L’aveuglement de l’Occident

«Je mets en cause le grand aveuglement des Etats-Unis, qui ont choisi comme alliée l’Arabie saoudite, qui promeut un islam très conservateur, qui fait beaucoup de ravages dans le monde. Il faut savoir que l’Organisation de la Coopération islamique (OCI), qui regroupe 57 Etats, a une stratégie très claire de conquête de l’Occident. On ne veut pas voir cette réalité, car d’importants intérêts économiques sont en jeu. Nos élites, nos universitaires, sont aveuglés, ils n’étudient pas leurs textes, alors qu’il faudrait résister face à cette politique de conquête qui n’a rien à voir avec un islam de paix!»

De la Péninsule arabique se propage un islam très conquérant, qui a de grands moyens financiers, ce qui lui permet de créer un peu partout des centres spirituels et des mosquées. «Dans beaucoup de ces lieux, on n’y prêche pas la cohabitation avec les autres religions, bien au contraire. On demande aux fidèles, par exemple, de ne plus fêter Noël avec les chrétiens, de ne plus les saluer…»

«L’intérêt financier avant la défense de nos valeurs»

Shafique Keshavjee sort alors des statistiques montrant que les plus grands exportateurs d’armes sont des pays chrétiens, et leurs clients, la plupart du temps, des pays musulmans. «Les besoins économiques sont tellement forts qu’ils entrent rapidement en contradiction avec les principes moraux et les valeurs chrétiennes et démocratiques des pays exportateurs. Il n’y a pas que les Etats-Unis qui trahissent leurs valeurs en vendant des armes à ce genre de pays».

La Suisse occupe ainsi le 11e rang mondial des exportateurs d’armes, vers des pays comme le Pakistan, les Emirats arabes unis, Bahrein, Arabie saoudite, ces derniers pays étant engagés dans la guerre au Yémen, qui a produit un drame humanitaire sans précédent. «Le problème, face à l’islam conquérant, c’est notre lâcheté, notre avidité à faire de l’argent, au risque de perdre nos racines!»

«L’Occident doit se réveiller»

Le théologien protestant veut que les pays occidentaux se réveillent et gardent leur identité.
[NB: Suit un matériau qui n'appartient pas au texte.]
//! The player facade: what is playing, where it stopped, and the volume and
//! mute policies layered over the raw daemon commands.
//!
//! Most operations take an already acquired session so that one dispatched
//! action maps onto one pooled connection. [`MusicPlayer::sync`] and the
//! mute timer acquire their own.

use super::folder::{FolderConfig, FolderType, ResumePosition};
use super::local::{run_shell, LocalAudio};
use super::pool::ConnectionPool;
use super::traits::{PauseMode, RemotePlayer};
use crate::config::{BoxConfig, BoxLayout};
use crate::error::BoxError;
use crate::timer::OneShotTimer;
use anyhow::Result;
use std::collections::HashMap;
use std::fs;
use std::path::{Path, PathBuf};
use std::sync::{Arc, Mutex, MutexGuard};
use std::time::{Duration, Instant, SystemTime};
use tokio::runtime::Handle;
use tracing::{debug, error, info, warn};

/// Upper bound for waiting on a folder-scoped library update
const MAX_UPDATE_WAIT: Duration = Duration::from_secs(300);

/// Upper bound for the library update that follows a sync
const MAX_SYNC_WAIT: Duration = Duration::from_secs(1800);

#[derive(Debug, Clone)]
pub struct PlayerSettings {
    pub volume_steps: u8,
    pub min_volume: Option<u8>,
    pub max_volume: Option<u8>,
    pub mute_timeout: Option<Duration>,
    pub save_pos: bool,
    pub update_before_playing: bool,
    pub update_poll: Duration,
    pub sync_script: String,
    pub sync_poll: Duration,
    pub sound_effects: HashMap<String, PathBuf>,
}

impl Default for PlayerSettings {
    fn default() -> Self {
        Self {
            volume_steps: 5,
            min_volume: None,
            max_volume: None,
            mute_timeout: None,
            save_pos: true,
            update_before_playing: true,
            update_poll: Duration::from_millis(500),
            sync_script: "./sync-this-phoniebox.sh".to_string(),
            sync_poll: Duration::from_secs(2),
            sound_effects: HashMap::new(),
        }
    }
}

impl PlayerSettings {
    pub fn from_config(config: &BoxConfig) -> Self {
        Self {
            volume_steps: config.volume_steps,
            min_volume: config.min_volume,
            max_volume: config.max_volume,
            mute_timeout: config.mute_timeout(),
            save_pos: config.save_pos,
            update_before_playing: config.update_before_playing,
            sync_script: config.sync_script.clone(),
            sync_poll: config.sync_poll_interval(),
            sound_effects: config.sound_effects.clone(),
            ..Self::default()
        }
    }
}

#[derive(Default)]
struct Session {
    folder: Option<PathBuf>,
    config: Option<FolderConfig>,
}

pub struct MusicPlayer {
    settings: PlayerSettings,
    layout: BoxLayout,
    pool: Arc<ConnectionPool>,
    local: Mutex<Box<dyn LocalAudio>>,
    session: Mutex<Session>,
    mute_timer: OneShotTimer,
}

impl MusicPlayer {
    pub fn new(
        settings: PlayerSettings,
        layout: BoxLayout,
        pool: Arc<ConnectionPool>,
        local: Box<dyn LocalAudio>,
        runtime: Handle,
    ) -> Self {
        Self {
            settings,
            layout,
            pool,
            local: Mutex::new(local),
            session: Mutex::new(Session::default()),
            mute_timer: OneShotTimer::new("mute", runtime),
        }
    }

    pub fn layout(&self) -> &BoxLayout {
        &self.layout
    }

    pub fn pool(&self) -> &Arc<ConnectionPool> {
        &self.pool
    }

    pub fn sound_effect(&self, name: &str) -> Option<&Path> {
        self.settings.sound_effects.get(name).map(PathBuf::as_path)
    }

    /// Folder (relative to the audio root) started by the last `play_folder`
    pub fn current_folder(&self) -> Option<PathBuf> {
        self.session().ok().and_then(|s| s.folder.clone())
    }

    fn session(&self) -> Result<MutexGuard<'_, Session>> {
        self.session
            .lock()
            .map_err(|_| BoxError::Poisoned("player session").into())
    }

    fn local(&self) -> Result<MutexGuard<'_, Box<dyn LocalAudio>>> {
        self.local
            .lock()
            .map_err(|_| BoxError::Poisoned("local audio").into())
    }

    fn stop_local_audio(&self) -> Result<()> {
        self.local()?.stop_all();
        Ok(())
    }

    pub fn is_recording(&self) -> bool {
        self.local().map(|mut l| l.is_recording()).unwrap_or(false)
    }

    pub fn stop_recording(&self) -> Result<bool> {
        Ok(self.local()?.stop_recording())
    }

    /// Persist the position of the current folder if it asks for resume.
    ///
    /// Returns whether a position was written. A failed write is logged and
    /// reported as `false`; only a failed status query is an error.
    pub fn save_pos(&self, client: &mut dyn RemotePlayer) -> Result<bool> {
        if !self.settings.save_pos {
            return Ok(false);
        }

        let (folder, resume) = {
            let session = self.session()?;
            match (&session.folder, &session.config) {
                (Some(folder), Some(config)) => (folder.clone(), config.resume()),
                _ => return Ok(false),
            }
        };

        let folder_abs = self.layout.audio_dir.join(&folder);
        if !resume || !folder_abs.exists() {
            return Ok(false);
        }

        let status = client.status()?;
        let pos = ResumePosition {
            song: status.song,
            elapsed: status.elapsed,
        };

        match pos.write(&folder_abs) {
            Ok(()) => {
                debug!("saved position {:?} for {}", pos, folder.display());
                Ok(true)
            }
            Err(e) => {
                error!("failed to write resume position: {:#}", e);
                Ok(false)
            }
        }
    }

    /// Replace the queue with `folder` (relative to the audio root) and start it.
    pub fn play_folder(&self, client: &mut dyn RemotePlayer, folder: &Path) -> Result<()> {
        info!("playFolder: {}", folder.display());
        self.stop_local_audio()?;
        self.save_pos(client)?;

        let config = FolderConfig::load(&self.layout.audio_dir, folder);
        let Some(kind) = config.folder_type() else {
            warn!("unknown folder type {:?} in {}", config.kind(), folder.display());
            return Ok(());
        };
        let uri = config.resolved_uri(folder);
        let resume = config.resume();

        {
            let mut session = self.session()?;
            session.folder = Some(folder.to_path_buf());
            session.config = Some(config);
        }

        client.clear()?;
        let folder_uri = folder.to_string_lossy();

        match kind {
            FolderType::Music => {
                if self.settings.update_before_playing {
                    client.update(Some(&folder_uri))?;
                    self.wait_for_update(client)?;
                }
                client.add_dir(&folder_uri)?;
            }
            FolderType::Stream => match uri {
                Some(uri) => client.add(&uri)?,
                None => warn!("stream folder {} has no uri", folder.display()),
            },
            FolderType::Playlist | FolderType::PlaylistStream => match uri {
                Some(uri) => client.load_playlist(&uri)?,
                None => warn!("playlist folder {} has no uri", folder.display()),
            },
        }

        client.set_single(false)?;
        client.set_repeat(true)?;

        if resume {
            let pos = ResumePosition::read(&self.layout.audio_dir.join(folder)).unwrap_or_default();
            let song = pos.song.unwrap_or(0);
            match pos.elapsed {
                Some(elapsed) => client.seek(song, elapsed)?,
                None => client.play_pos(song)?,
            }
        } else {
            client.play_pos(0)?;
        }

        Ok(())
    }

    fn wait_for_update(&self, client: &mut dyn RemotePlayer) -> Result<()> {
        let started = Instant::now();
        while client.status()?.updating_db {
            if started.elapsed() > MAX_UPDATE_WAIT {
                warn!("library update still running after {:?}, playing anyway", MAX_UPDATE_WAIT);
                break;
            }
            std::thread::sleep(self.settings.update_poll);
        }
        Ok(())
    }

    pub fn jump_to(&self, client: &mut dyn RemotePlayer, pos: u32) -> Result<()> {
        self.stop_local_audio()?;
        client.play_pos(pos)
    }

    pub fn play_next(&self, client: &mut dyn RemotePlayer) -> Result<()> {
        self.stop_local_audio()?;
        client.next()
    }

    pub fn play_previous(&self, client: &mut dyn RemotePlayer) -> Result<()> {
        self.stop_local_audio()?;
        client.previous()
    }

    pub fn increase_volume(&self, client: &mut dyn RemotePlayer) -> Result<()> {
        self.stop_local_audio()?;
        let current = i32::from(client.status()?.volume.unwrap_or(0));
        let step = i32::from(self.settings.volume_steps);

        match self.settings.max_volume {
            Some(max) if current + step > i32::from(max) => {
                debug!("volume {} already at the upper bound {}", current, max);
                Ok(())
            }
            _ => client.change_volume(step),
        }
    }

    pub fn decrease_volume(&self, client: &mut dyn RemotePlayer) -> Result<()> {
        self.stop_local_audio()?;
        let current = i32::from(client.status()?.volume.unwrap_or(0));
        let step = i32::from(self.settings.volume_steps);

        match self.settings.min_volume {
            Some(min) if current - step < i32::from(min) => {
                debug!("volume {} already at the lower bound {}", current, min);
                Ok(())
            }
            _ => client.change_volume(-step),
        }
    }

    pub fn shuffle(&self, client: &mut dyn RemotePlayer) -> Result<()> {
        self.stop_local_audio()?;
        client.shuffle()
    }

    pub fn seek(&self, client: &mut dyn RemotePlayer, rel_secs: f64) -> Result<()> {
        if rel_secs == 0.0 {
            return Ok(());
        }
        client.seek_relative(rel_secs)
    }

    pub fn pause(&self, client: &mut dyn RemotePlayer, mode: PauseMode) -> Result<()> {
        self.stop_local_audio()?;
        client.pause(mode)?;
        self.save_pos(client)?;
        Ok(())
    }

    pub fn play(&self, client: &mut dyn RemotePlayer) -> Result<()> {
        self.stop_local_audio()?;
        client.play()
    }

    /// Play one file, either on the local audio device (`local`) or as a
    /// single-song queue on the daemon.
    ///
    /// Local playback cannot loop; asking for `repeat` there is an error.
    pub fn play_single_file(
        &self,
        client: &mut dyn RemotePlayer,
        file: &Path,
        local: bool,
        repeat: bool,
    ) -> Result<()> {
        if local {
            if repeat {
                return Err(BoxError::RepeatOnLocalPlayback.into());
            }
            self.pause(client, PauseMode::Pause)?;
            let mut audio = self.local()?;
            audio.stop_all();
            audio.play(&self.layout.base_dir.join(file))
        } else {
            self.stop_local_audio()?;
            self.save_pos(client)?;
            // the folder is no longer queued; keep its resume point intact
            *self.session()? = Session::default();
            client.stop()?;
            client.clear()?;
            client.set_single(true)?;
            client.set_repeat(repeat)?;
            client.add(&file.to_string_lossy())?;
            client.play_pos(0)
        }
    }

    /// Record `duration_secs` seconds from the local audio device.
    /// Returns `false` if a recording is already running.
    pub fn record(&self, client: &mut dyn RemotePlayer, duration_secs: u32) -> Result<bool> {
        if self.local()?.is_recording() {
            info!("already recording");
            return Ok(false);
        }

        self.pause(client, PauseMode::Pause)?;

        let dir = &self.layout.recordings_dir;
        if let Err(e) = fs::create_dir_all(dir) {
            warn!("cannot create {}: {}", dir.display(), e);
        }
        let name = chrono::Local::now().format("%Y-%m-%d_%H-%M-%S");
        let file = dir.join(format!("{}.wav", name));

        self.local()?.record(&file, duration_secs)?;
        Ok(true)
    }

    pub fn play_last_record(&self, client: &mut dyn RemotePlayer) -> Result<()> {
        self.pause(client, PauseMode::Pause)?;

        match latest_recording(&self.layout.recordings_dir) {
            Some(file) => self.play_single_file(client, &file, true, false),
            None => {
                info!("no recordings in {}", self.layout.recordings_dir.display());
                Ok(())
            }
        }
    }

    pub fn update_db(&self, client: &mut dyn RemotePlayer, uri: Option<&str>) -> Result<()> {
        client.update(uri)
    }

    /// Pull new content from outside and rescan the library.
    ///
    /// Plays the `wait` effect in a loop while the sync script and the library
    /// update run, then the `done` effect (or pauses if there is none).
    pub fn sync(&self) -> Result<()> {
        if let Some(wait) = self.sound_effect("wait") {
            self.pool
                .with_connection(|client| self.play_single_file(client, wait, false, true))?;
        }

        match run_shell(&self.settings.sync_script, &self.layout.base_dir) {
            Ok(status) => info!("sync script finished: {}", status),
            Err(e) => error!("Execution of {} failed: {:#}", self.settings.sync_script, e),
        }

        self.pool.with_connection(|client| self.update_db(client, None))?;

        let started = Instant::now();
        loop {
            std::thread::sleep(self.settings.sync_poll);
            if started.elapsed() > MAX_SYNC_WAIT {
                warn!("library update still running after {:?}, giving up", MAX_SYNC_WAIT);
                return Ok(());
            }
            let finished = self.pool.with_connection(|client| {
                if client.status()?.updating_db {
                    return Ok(false);
                }
                match self.sound_effect("done") {
                    Some(done) => self.play_single_file(client, done, false, false)?,
                    None => self.pause(client, PauseMode::Pause)?,
                }
                Ok(true)
            })?;
            if finished {
                info!("sync complete");
                return Ok(());
            }
        }
    }

    /// Restart the mute-after-idle countdown. No-op when no timeout is set.
    pub fn update_timer(self: &Arc<Self>) {
        let Some(timeout) = self.settings.mute_timeout else {
            return;
        };

        let player = Arc::downgrade(self);
        self.mute_timer.arm(timeout, move || {
            let Some(player) = player.upgrade() else {
                return;
            };
            info!("mute timeout reached, pausing");
            if let Err(e) = player
                .pool
                .with_connection(|client| player.pause(client, PauseMode::Pause))
            {
                warn!("mute timeout pause failed: {:#}", e);
            }
        });
    }
}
Si l’islam conquérant progresse si facilement en Occident, affirme-t-il, «c’est parce qu’il fait face à un vide spirituel. Un membre d’al Qaïda a dit que si ces pays étaient vraiment chrétiens, son mouvement ne pourrait pas avancer de cette façon». Il interpelle également les musulmans, en leur demandant de faire un travail de mise à jour de leurs textes fondamentaux. «Qu’ils abrogent les textes qui prônent la violence contre les non musulmans, leur soumission voire leur extermination!»

«C’est une tâche ardue, il faut le reconnaître. Mais, de leur côté, les chrétiens ont fait le travail. L’Ancien Testament est lu à la lumière du Nouveau Testament. Pendant les trois premiers siècles de l’ère chrétienne, les chrétiens minoritaires vivaient pacifiquement,  puis quand le christianisme est devenu la religion de l’Empire, les chrétiens sont devenus à leur tour des persécuteurs. Mais, à la différence du Coran, qui est la parole incrée, éternelle, inaltérable et explicite d’Allah, transmise par un unique Messager, la Bible, pour les chrétiens, est un Livre de livres, à la fois inspirés de Dieu et profondément humains. A la différence des textes fondateurs de l’islam, rien dans le Nouveau Testament ne justifie la conquête par la violence psychologique ou militaire!»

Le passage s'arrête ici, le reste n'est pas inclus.